Cure for CLL?

Farrukh T. Awan

In this issue of Blood, Thompson et al present their exciting long-term results with the use of fludarabine, cyclophosphamide, and rituximab (FCR) chemoimmunotherapy in patients with previously untreated chronic lymphocytic leukemia (CLL).1

Combination chemoimmunotherapy has been an established and effective therapeutic modality for patients with CLL. In an effort to enhance efficacy while limiting toxicity, multiple iterations of chemoimmunotherapy have been developed for CLL with varying success over the last decade. FCR is considered the standard-of-care regimen for younger patients with good performance status and limited comorbid conditions. Earlier results from the same study (FCR300) were critical in establishing FCR as the leading CLL therapeutic option when it reported an overall response rate of 95% with 72% complete responses and a median progression-free survival (PFS) of 6 years.2 The FCR300 and subsequent larger phase 3 studies confirmed the efficacy and further established the role of FCR. However, concerns remained about patient tolerability, toxicities, and secondary malignancies with the use of FCR. Multiple studies and analyses were performed both in patients with previously untreated or treated disease that identified specific groups of patients for whom FCR may not be an ideal option.3 These included patients older than 65 years of age, patients with compromised renal function and multiple comorbid conditions, and patients with high-risk del17p disease. These factors have limited the extensive use of FCR because almost 70% of the patients diagnosed in the United States are older than 65 years of age and frequently present with coexistent medical issues.

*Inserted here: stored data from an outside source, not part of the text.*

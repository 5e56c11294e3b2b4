//! Game screen rendering.
//!
//! Uses half-block pixel rendering: each cell maps to a colored pixel and
//! pairs of vertical pixels share one terminal row through `▀` (fg = top,
//! bg = bottom). One terminal column per cell keeps the field square.

use super::game_common::{
    create_game_layout, render_game_over_banner, render_info_panel_frame, render_status_bar,
};
use serpent::core::{EventLog, LogLevel};
use serpent::snake::{format_elapsed, Lifecycle, Position, Snapshot};
use ratatui::{
    layout::Rect,
    style::{Color, Modifier, Style},
    text::{Line, Span},
    widgets::Paragraph,
    Frame,
};

const BORDER_H: char = '\u{2500}'; // ─
const BORDER_V: char = '\u{2502}'; // │
const BORDER_TL: char = '\u{250C}'; // ┌
const BORDER_TR: char = '\u{2510}'; // ┐
const BORDER_BL: char = '\u{2514}'; // └
const BORDER_BR: char = '\u{2518}'; // ┘
const HALF_TOP: char = '\u{2580}'; // ▀
const FULL_BLOCK: char = '\u{2588}'; // █

const HEAD_COLOR: Color = Color::Rgb(100, 255, 100);
const BODY_BRIGHT: (f64, f64, f64) = (50.0, 220.0, 50.0);
const BODY_DIM: (f64, f64, f64) = (20.0, 80.0, 20.0);
const FOOD_COLOR: Color = Color::Rgb(255, 80, 40);
/// Food tint while a combo is running.
const COMBO_FOOD_COLOR: Color = Color::Rgb(255, 200, 40);
const TARGET_COLOR: Color = Color::Rgb(60, 60, 110);
const EMPTY_BG: Color = Color::Rgb(12, 12, 18);
const BORDER_COLOR: Color = Color::Rgb(80, 80, 80);

const INFO_PANEL_WIDTH: u16 = 26;

/// Render the game screen.
pub fn render_snake_scene(
    frame: &mut Frame,
    area: Rect,
    snapshot: &Snapshot,
    log: &EventLog,
    best_score: Option<u64>,
) {
    let min_height = (snapshot.tile_count as u16).div_ceil(2) + 2;
    let layout = create_game_layout(
        frame,
        area,
        " Serpent ",
        Color::LightGreen,
        min_height,
        INFO_PANEL_WIDTH,
    );

    render_play_field(frame, layout.content, snapshot);

    match snapshot.lifecycle {
        Lifecycle::NotStarted => render_start_prompt(frame, layout.content),
        Lifecycle::Over => render_game_over_banner(
            frame,
            layout.content,
            Color::Red,
            "GAME OVER",
            &format!(
                "Score {} in {}",
                snapshot.score,
                format_elapsed(snapshot.elapsed_secs)
            ),
            "[Space] Play again",
        ),
        Lifecycle::Running => {}
    }

    render_status_bar_content(frame, layout.status_bar, snapshot);
    render_info_panel(frame, layout.info_panel, snapshot, log, best_score);
}

/// Interpolated color for body segment `index`.
fn body_color(index: usize, snake_len: usize) -> Color {
    let t = index as f64 / (snake_len - 1).max(1) as f64;
    let r = (BODY_BRIGHT.0 * (1.0 - t) + BODY_DIM.0 * t) as u8;
    let g = (BODY_BRIGHT.1 * (1.0 - t) + BODY_DIM.1 * t) as u8;
    let b = (BODY_BRIGHT.2 * (1.0 - t) + BODY_DIM.2 * t) as u8;
    Color::Rgb(r, g, b)
}

/// Colored pixel per cell, indexed `[y][x]`. Later layers win: target, food, snake.
fn build_pixels(snapshot: &Snapshot) -> Vec<Vec<Option<Color>>> {
    let size = snapshot.tile_count.max(0) as usize;
    let mut pixels = vec![vec![None; size]; size];
    let mut paint = |pos: Position, color: Color| {
        let (x, y) = (pos.x as usize, pos.y as usize);
        if pos.x >= 0 && pos.y >= 0 && x < size && y < size {
            pixels[y][x] = Some(color);
        }
    };

    if let Some(target) = snapshot.autoplay_target {
        paint(target, TARGET_COLOR);
    }

    let food_color = if snapshot.combo_multiplier > 1 {
        COMBO_FOOD_COLOR
    } else {
        FOOD_COLOR
    };
    paint(snapshot.food, food_color);

    let snake_len = snapshot.snake.len();
    // Tail first so the head is painted last
    for (i, &seg) in snapshot.snake.iter().enumerate().rev() {
        let color = if i == 0 {
            HEAD_COLOR
        } else {
            body_color(i, snake_len)
        };
        paint(seg, color);
    }
    pixels
}

fn border_line(left: char, fill: usize, right: char) -> String {
    let mut s = String::with_capacity(fill + 2);
    s.push(left);
    s.extend(std::iter::repeat(BORDER_H).take(fill));
    s.push(right);
    s
}

fn render_play_field(frame: &mut Frame, area: Rect, snapshot: &Snapshot) {
    if area.height < 3 || area.width < 5 {
        return;
    }

    let pixels = build_pixels(snapshot);
    let size = pixels.len();
    let content_rows = size.div_ceil(2);
    let render_w = ((size + 2) as u16).min(area.width);
    let inner_w = render_w as usize - 2;
    let x_off = area.x + (area.width.saturating_sub(render_w)) / 2;
    let y_off = area.y;
    let border = Style::default().fg(BORDER_COLOR);

    frame.render_widget(
        Paragraph::new(Line::from(Span::styled(
            border_line(BORDER_TL, inner_w, BORDER_TR),
            border,
        ))),
        Rect::new(x_off, y_off, render_w, 1),
    );

    let empty_row: Vec<Option<Color>> = vec![None; size];
    for term_row in 0..content_rows {
        let top_row = pixels.get(term_row * 2).unwrap_or(&empty_row);
        let bot_row = pixels.get(term_row * 2 + 1).unwrap_or(&empty_row);

        let mut spans: Vec<Span> = vec![Span::styled(BORDER_V.to_string(), border)];

        // Batch runs of cells that share a style
        let mut cur_fg = Color::Reset;
        let mut cur_bg = Color::Reset;
        let mut cur_text = String::new();
        for (&top_c, &bot_c) in top_row.iter().zip(bot_row.iter()).take(inner_w) {
            let fg = top_c.unwrap_or(EMPTY_BG);
            let bg = bot_c.unwrap_or(EMPTY_BG);
            if (fg != cur_fg || bg != cur_bg) && !cur_text.is_empty() {
                spans.push(Span::styled(
                    std::mem::take(&mut cur_text),
                    Style::default().fg(cur_fg).bg(cur_bg),
                ));
            }
            cur_fg = fg;
            cur_bg = bg;
            cur_text.push(HALF_TOP);
        }
        if !cur_text.is_empty() {
            spans.push(Span::styled(cur_text, Style::default().fg(cur_fg).bg(cur_bg)));
        }
        spans.push(Span::styled(BORDER_V.to_string(), border));

        let row_y = y_off + 1 + term_row as u16;
        if row_y < area.y + area.height {
            frame.render_widget(
                Paragraph::new(Line::from(spans)),
                Rect::new(x_off, row_y, render_w, 1),
            );
        }
    }

    let bot_y = y_off + 1 + content_rows as u16;
    if bot_y < area.y + area.height {
        frame.render_widget(
            Paragraph::new(Line::from(Span::styled(
                border_line(BORDER_BL, inner_w, BORDER_BR),
                border,
            ))),
            Rect::new(x_off, bot_y, render_w, 1),
        );
    }
}

fn render_status_bar_content(frame: &mut Frame, area: Rect, snapshot: &Snapshot) {
    match snapshot.lifecycle {
        Lifecycle::NotStarted => render_status_bar(
            frame,
            area,
            "Ready",
            Color::LightGreen,
            &[("[Arrows]", "Start"), ("[A]", "Autoplay"), ("[Q]", "Quit")],
        ),
        Lifecycle::Over => render_status_bar(
            frame,
            area,
            "The serpent bit itself",
            Color::Red,
            &[("[Space]", "Restart"), ("[H]", "History"), ("[Q]", "Quit")],
        ),
        Lifecycle::Running if snapshot.autoplay => render_status_bar(
            frame,
            area,
            "Autoplay",
            Color::Cyan,
            &[("[A]", "Take over"), ("[R]", "Restart"), ("[Q]", "Quit")],
        ),
        Lifecycle::Running => render_status_bar(
            frame,
            area,
            "Slither!",
            Color::Green,
            &[("[Arrows]", "Move"), ("[A]", "Autoplay"), ("[R]", "Restart")],
        ),
    }
}

fn label(text: &str) -> Span<'_> {
    Span::styled(text, Style::default().fg(Color::DarkGray))
}

fn log_color(level: LogLevel) -> Color {
    match level {
        LogLevel::Info => Color::Gray,
        LogLevel::Highlight => Color::Yellow,
        LogLevel::Warning => Color::Red,
    }
}

fn autoplay_mode(snapshot: &Snapshot) -> (&'static str, Color) {
    match (snapshot.autoplay, snapshot.collision_avoidance) {
        (false, _) => ("Off", Color::DarkGray),
        (true, true) => ("Pathfind", Color::Cyan),
        (true, false) => ("Greedy", Color::Magenta),
    }
}

fn render_info_panel(
    frame: &mut Frame,
    area: Rect,
    snapshot: &Snapshot,
    log: &EventLog,
    best_score: Option<u64>,
) {
    let inner = render_info_panel_frame(frame, area);

    let combo_active = snapshot.combo_multiplier > 1;
    let combo_style = if combo_active {
        Style::default()
            .fg(Color::Yellow)
            .add_modifier(Modifier::BOLD)
    } else {
        Style::default().fg(Color::White)
    };
    let (mode, mode_color) = autoplay_mode(snapshot);

    let mut lines: Vec<Line> = vec![
        Line::from(vec![
            label("Score: "),
            Span::styled(
                snapshot.score.to_string(),
                Style::default()
                    .fg(Color::White)
                    .add_modifier(Modifier::BOLD),
            ),
        ]),
        Line::from(vec![
            label("Best:  "),
            Span::styled(
                best_score.map_or_else(|| "-".to_string(), |s| s.to_string()),
                Style::default().fg(Color::White),
            ),
        ]),
        Line::from(vec![
            label("Time:  "),
            Span::styled(
                format_elapsed(snapshot.elapsed_secs),
                Style::default().fg(Color::White),
            ),
        ]),
        Line::from(""),
        Line::from(vec![
            label("Combo: "),
            Span::styled(format!("x{}", snapshot.combo_multiplier), combo_style),
        ]),
    ];
    if combo_active {
        lines.push(Line::from(vec![
            label("Combo left: "),
            Span::styled(
                format!("{}s", snapshot.remaining_combo_secs),
                Style::default().fg(Color::Yellow),
            ),
        ]));
    }
    lines.push(Line::from(vec![
        label("Speed: "),
        Span::styled(snapshot.speed.to_string(), Style::default().fg(Color::White)),
    ]));
    lines.push(Line::from(vec![
        label("Length: "),
        Span::styled(
            snapshot.snake.len().to_string(),
            Style::default().fg(Color::White),
        ),
    ]));
    lines.push(Line::from(vec![
        label("Autoplay: "),
        Span::styled(mode, Style::default().fg(mode_color)),
    ]));
    lines.push(Line::from(""));
    lines.push(Line::from(vec![
        Span::styled(format!("{FULL_BLOCK} "), Style::default().fg(HEAD_COLOR)),
        label("Head  "),
        Span::styled(format!("{FULL_BLOCK} "), Style::default().fg(FOOD_COLOR)),
        label("Food"),
    ]));
    lines.push(Line::from(""));

    // Log tail fills whatever height is left
    let used = lines.len() as u16;
    let room = inner.height.saturating_sub(used) as usize;
    for entry in log.tail(room) {
        lines.push(Line::from(Span::styled(
            entry.message.clone(),
            Style::default().fg(log_color(entry.level)),
        )));
    }

    frame.render_widget(Paragraph::new(lines), inner);
}

fn render_start_prompt(frame: &mut Frame, area: Rect) {
    if area.height < 5 || area.width < 26 {
        return;
    }

    let prompt = "[ Press an arrow key ]";
    let x = area.x + area.width.saturating_sub(prompt.len() as u16) / 2;
    let y = area.y + area.height / 2;

    let line = Paragraph::new(Line::from(Span::styled(
        prompt,
        Style::default()
            .fg(Color::White)
            .add_modifier(Modifier::BOLD),
    )));
    frame.render_widget(line, Rect::new(x, y, prompt.len() as u16, 1));
}

#[cfg(test)]
mod tests {
    use super::*;
    use serpent::core::GameConfig;
    use serpent::snake::GameSession;

    #[test]
    fn test_pixels_paint_head_and_food() {
        let mut session = GameSession::new(GameConfig::default());
        session.snake.push_back(Position::new(9, 10));
        let pixels = build_pixels(&session.snapshot());
        assert_eq!(pixels.len(), 20);
        assert_eq!(pixels[10][10], Some(HEAD_COLOR));
        assert_eq!(pixels[10][9], Some(body_color(1, 2)));
        assert_eq!(pixels[15][15], Some(FOOD_COLOR));
        assert_eq!(pixels[0][0], None);
    }

    #[test]
    fn test_combo_tints_food() {
        let mut session = GameSession::new(GameConfig::default());
        session.combo.multiplier = 4;
        let pixels = build_pixels(&session.snapshot());
        assert_eq!(pixels[15][15], Some(COMBO_FOOD_COLOR));
    }

    #[test]
    fn test_autoplay_mode_labels() {
        let mut session = GameSession::new(GameConfig::default());
        assert_eq!(autoplay_mode(&session.snapshot()).0, "Off");
        session.autoplay = true;
        session.collision_avoidance = true;
        assert_eq!(autoplay_mode(&session.snapshot()).0, "Pathfind");
        session.collision_avoidance = false;
        assert_eq!(autoplay_mode(&session.snapshot()).0, "Greedy");
    }

    #[test]
    fn test_border_line_width() {
        assert_eq!(border_line(BORDER_TL, 3, BORDER_TR), "┌───┐");
    }
}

In the current study, Thompson et al detail long-term results with the use of FCR. They confirm earlier findings that unmutated IGHV status and del17p predict for inferior PFS, along with the presence of bone marrow minimal residual disease (MRD) at the completion of therapy and a β2-microglobulin ≥4 for patients with the mutated immunoglobulin heavy chain variable (IGHV) region. Most importantly, FCR results in prolonged and sustained remissions in patients with mutated IGHV. No relapses were observed in this group of patients beyond 7 years, if they had not relapsed prior to that time, and were MRD-negative at the completion of therapy, and beyond 10 years if they were MRD-positive. MRD status was also predictive of overall survival in patients with mutated IGHV but not in patients with unmutated IGHV who had inferior outcomes, along with patients ≥65 years of age and those with β2-microglobulin ≥4 and del17p disease. These long-term disease-free states raise the tantalizing possibility of cures for around 80% of patients with mutated IGHV who achieve MRD-negative status in the bone marrow after FCR, and around 40% of patients who fail to achieve MRD negativity.

This represents the first time in the history of CLL that a nontransplant therapeutic option has resulted in sustained disease-free intervals and raises the possibility of a cure for a subset of patients with generally good-risk disease and excellent response to therapy. FCR use does come at a price though, with poor overall tolerability and outcomes in patients ≥65 years of age and with >30% of the patients experiencing grade 2-4 neutropenia that is sustained for >9 months in >10%. This results in a significant increase in infectious complications in these patients. FCR is also associated with an almost 6% to 10% incidence of secondary hematologic malignancies especially myelodysplastic syndromes and acute myeloid leukemia.3 Moreover, in this cohort of previously untreated patients, ∼8% of the patients developed Richter transformation. Considering all of these issues, a very strong argument can be made that despite all of the issues associated with FCR, a percentage of patients who can be treated with it experience prolonged remissions, and may even be cured of their CLL. Although this is an extremely attractive option for some patients, the advent of kinase inhibitors and early data reported with their use in patients with previously untreated disease are exceptionally promising.4,5 Though kinase inhibitors may not be able to effect a cure, they have the potential to effectively transform the management of patients with CLL, commensurate with the management of patients with chronic myeloid leukemia or other chronic illnesses. Various combination strategies have demonstrated improvement in the depth of responses, and survival outcomes are already being compared in ongoing large randomized multicenter trials; however, these have to be balanced with regards to patient preference, therapeutic burden, quality of life, cost, and their presumptive integration into a normative CLL social matrix.

These are the best of times and these are the worst of times. The advent of novel therapeutic options and the excitement surrounding them is well justified, but wisdom decrees deliberate and thoughtful evaluation of the existing and evolving evidence and advocating patient prosperity in this spring of hope for CLL.


  • Conflict-of-interest disclosure: F.T.A. received a Career Development Award from the Lymphoma Research Foundation.